If these three operations are scheduled on three threads, the data x is shared by the three threads, and the execution order of the three threads will significantly affect the calculation results. Fig. 1.6 shows three different possible execution orders, and the calculation results of the three orders may be different. Different scheduling orders can lead to unexpected results, which is thread-unsafe.

../_images/thread-safe.svg

Fig. 1.6 Thread Safety#

The simplest way to solve thread safety is to use locks. As shown in Fig. 1.7, for shared data, each thread acquires a lock before modifying it and releases the lock after modification.

../_images/thread-lock.svg

Fig. 1.7 Thread Lock#

Global Interpreter Lock#

The CPython interpreter employs a radical approach to address thread safety: the Global Interpreter Lock (GIL).

Note

CPython is one of the implementations of the Python interpreter and is the most widely used one. CPython is implemented in C. The Python installed via Anaconda is CPython.

In addition to CPython, there are Jython, which is implemented in Java, and IronPython, which is implemented in C#.

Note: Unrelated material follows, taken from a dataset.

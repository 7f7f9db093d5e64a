pub mod passes;
pub mod renderer;
pub mod settings;
pub mod shaders;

The GIL in CPython allows only one thread to run in a Python process. Under the GIL, a Python process can only have one thread running and can only utilize one CPU core. One advantage of the GIL is thread safety, but the disadvantages are also apparent. On modern multi-core computers, Python and many libraries, such as NumPy, pandas, and scikit-learn, can only utilize one core.

The GIL is closely tied to the entire Python ecosystem. It is closely related to libraries like NumPy and pandas. Removing the GIL can have far-reaching impacts. Therefore, it is not easy to fully utilize the multiple cores of modern computers with Python. Fortunately, the Python community is actively working on this issue, and in the near future, the GIL will be removed from CPython.